I'm trying to build my intuition about dough. (I call this using "the force".)
Yesterday, I decided to go by sight/touch to decide when the dough was ready to shape, and when it was ready to bake.
I did not succeed. But I will try again.
I have two regrets listed below, and I wonder if the more seasoned bakers on this forum agree.
My recipe:
76% hydration
10% prefermented flour
400g flour (~50g of it was whole wheat, the rest was bread flour)
293g water
7g salt
90g levain (Fed 1:1:1 from the fridge, was active and floating)
My method:
1) Autolysed flour and water only for about 30 minutes
2) Mixed in levain and salt with pinchy fingers and a bit of vigorous slap and fold
3) Did a series of 4 stretch and folds and let it hang out for a total of 4.5 hours until the dough looked kind of jiggly and puffy. Dough temp was about 78F this whole time.
Regret #1: I think I could have gone longer on the bulk ferment, as I didn't see much in terms of bubbles on the side of the glass bowl. When I dumped it out to shape, I didn't see the stretchy spider-webby looking holes that some people get when the dough is clinging to the side of the container. Is that a good sign?
4) When I shaped, the dough was soft and had some air... but it still felt kind of dense. It felt slumpy but responded to my touch when I shaped it into a boule. Once shaped, it was the kind of dough that you like to pat like a baby bottom. It wanted to spread out after resting.
5) When I put it in the banneton, I pinched the seams together, hoping to keep the tension.

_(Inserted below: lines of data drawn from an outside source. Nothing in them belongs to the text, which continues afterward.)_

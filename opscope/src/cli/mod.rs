//! Command-line interface for opscope
//!
//! This module contains CLI argument parsing and configuration

pub mod args;

pub use args::Args;
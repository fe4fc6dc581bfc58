//! Stockroom Domain Layer
//!
//! Pure domain logic with zero I/O dependencies.
//! Contains identifiers, entities, request validation and the
//! fulfillment rules (order matching, movement pricing).

#![warn(missing_docs)]
#![warn(clippy::all)]

// Public modules
pub mod entities;
pub mod fulfillment;
pub mod value_objects;

// Re-export commonly used types
pub use entities::{
    InventoryMovement, MovementId, NewInventoryMovement, Order, OrderId, Product, Warehouse,
};
pub use fulfillment::{movement_price, Fulfillment, FulfillmentRequest, Rejection};
pub use value_objects::{Amount, DomainError, ProductId, WarehouseId};
//! HTTP API for the Stockroom daemon.
//!
//! Provides REST endpoints for:
//! - Health check
//! - Fulfilling an order in application code
//! - Fulfilling an order through the stored procedure

use axum::{
    extract::{rejection::JsonRejection, State},
    http::StatusCode,
    routing::{get, post},
    Json, Router,
};
use serde::{Deserialize, Serialize};
use std::sync::Arc;
use tower_http::trace::TraceLayer;
use tracing::warn;

use stockroom_domain::{FulfillmentRequest, MovementId};
use stockroom_store::Store;

use crate::error::DaemonError;
use crate::fulfillment::FulfillmentService;

// =============================================================================
// API State
// =============================================================================

/// Shared state for API handlers.
pub struct ApiState<S: Store + ?Sized + 'static> {
    pub fulfillment: FulfillmentService<S>,
}

// =============================================================================
// Request/Response Types
// =============================================================================

/// Health check response.
#[derive(Debug, Serialize, Deserialize)]
pub struct HealthResponse {
    pub status: String,
    pub version: String,
}

/// Id of the inventory movement a fulfillment created.
#[derive(Debug, Serialize, Deserialize)]
#[serde(rename_all = "camelCase")]
pub struct FulfillmentResponse {
    pub id_product_warehouse: MovementId,
}

/// Error response.
#[derive(Debug, Serialize, Deserialize)]
pub struct ErrorResponse {
    pub error: String,
}

type ApiError = (StatusCode, Json<ErrorResponse>);

// =============================================================================
// Router
// =============================================================================

/// Create the API router.
pub fn create_router<S>(state: Arc<ApiState<S>>) -> Router
where
    S: Store + ?Sized + 'static,
{
    Router::new()
        .route("/health", get(health_handler))
        .route("/api/warehouse", post(fulfil_handler))
        .route("/api/warehouse/add-via-proc", post(fulfil_via_proc_handler))
        .layer(TraceLayer::new_for_http())
        .with_state(state)
}

// =============================================================================
// Handlers
// =============================================================================

/// Health check endpoint.
async fn health_handler<S>(State(state): State<Arc<ApiState<S>>>) -> Json<HealthResponse>
where
    S: Store + ?Sized + 'static,
{
    let status = match state.fulfillment.ping().await {
        Ok(()) => "healthy",
        Err(e) => {
            warn!(error = %e, "Store ping failed");
            "degraded"
        },
    };

    Json(HealthResponse {
        status: status.to_string(),
        version: env!("CARGO_PKG_VERSION").to_string(),
    })
}

/// Fulfil the oldest matching order.
async fn fulfil_handler<S>(
    State(state): State<Arc<ApiState<S>>>,
    payload: Result<Json<FulfillmentRequest>, JsonRejection>,
) -> Result<Json<FulfillmentResponse>, ApiError>
where
    S: Store + ?Sized + 'static,
{
    let Json(request) = payload.map_err(rejection_response)?;

    let id = state
        .fulfillment
        .submit(&request)
        .await
        .map_err(to_error_response)?;

    Ok(Json(FulfillmentResponse {
        id_product_warehouse: id,
    }))
}

/// Fulfil through `add_product_to_warehouse`.
async fn fulfil_via_proc_handler<S>(
    State(state): State<Arc<ApiState<S>>>,
    payload: Result<Json<FulfillmentRequest>, JsonRejection>,
) -> Result<Json<FulfillmentResponse>, ApiError>
where
    S: Store + ?Sized + 'static,
{
    let Json(request) = payload.map_err(rejection_response)?;

    let id = state
        .fulfillment
        .submit_via_procedure(&request)
        .await
        .map_err(to_error_response)?;

    Ok(Json(FulfillmentResponse {
        id_product_warehouse: id,
    }))
}

// =============================================================================
// Helpers
// =============================================================================

fn to_error_response(error: DaemonError) -> ApiError {
    use stockroom_domain::Rejection;

    let status = match &error {
        DaemonError::Validation(_) | DaemonError::ProcedureRejected(_) => StatusCode::BAD_REQUEST,
        DaemonError::Rejected(Rejection::ProductNotFound(_))
        | DaemonError::Rejected(Rejection::WarehouseNotFound(_)) => StatusCode::NOT_FOUND,
        DaemonError::Rejected(_) => StatusCode::BAD_REQUEST,
        DaemonError::UpdateFailed(_)
        | DaemonError::InsertFailed(_)
        | DaemonError::Store(_)
        | DaemonError::Config(_) => StatusCode::INTERNAL_SERVER_ERROR,
    };

    (
        status,
        Json(ErrorResponse {
            error: error.to_string(),
        }),
    )
}

fn rejection_response(rejection: JsonRejection) -> ApiError {
    (
        StatusCode::BAD_REQUEST,
        Json(ErrorResponse {
            error: format!("Invalid request body: {}", rejection.body_text()),
        }),
    )
}

// =============================================================================
// Tests
// =============================================================================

6) I covered it in a plastic bag and put the dough in my oven with the light on for the final proof. I kept checking every half hour or so with the poke test.
7) About 3 hours later, it seemed like the dough grew a bit and became more jiggly. My poke test left an indent that came back very slowly. I put it in the fridge while my oven preheated.
Regret #2: I think at this point I should have let the dough retard in the fridge overnight. I'm not sure why, but maybe that could have helped with extending the proof without losing too much shape. Would the yeast make more bubbles and give my dough more puff in the oven? I'm not sure.
8) I turned out the dough and it was pretty flat. Scored it and it didn't spread too much. (Scoring is jagged because I don't have a lame)
9) Baked in a dutch oven at 475F for 20 minutes lid on. 15 minutes lid off. Very little oven spring....
10) And a big tunnel.
I've been getting lots of big tunneling bubbles in my bread when I try to do a same-day bake. (No time in the fridge). Is this because my dough is very under proofed? Why/how does under-proofing create such BIG bubbles anyway?
Or is my starter affecting my bread in a weird way? Am I misshaping my dough?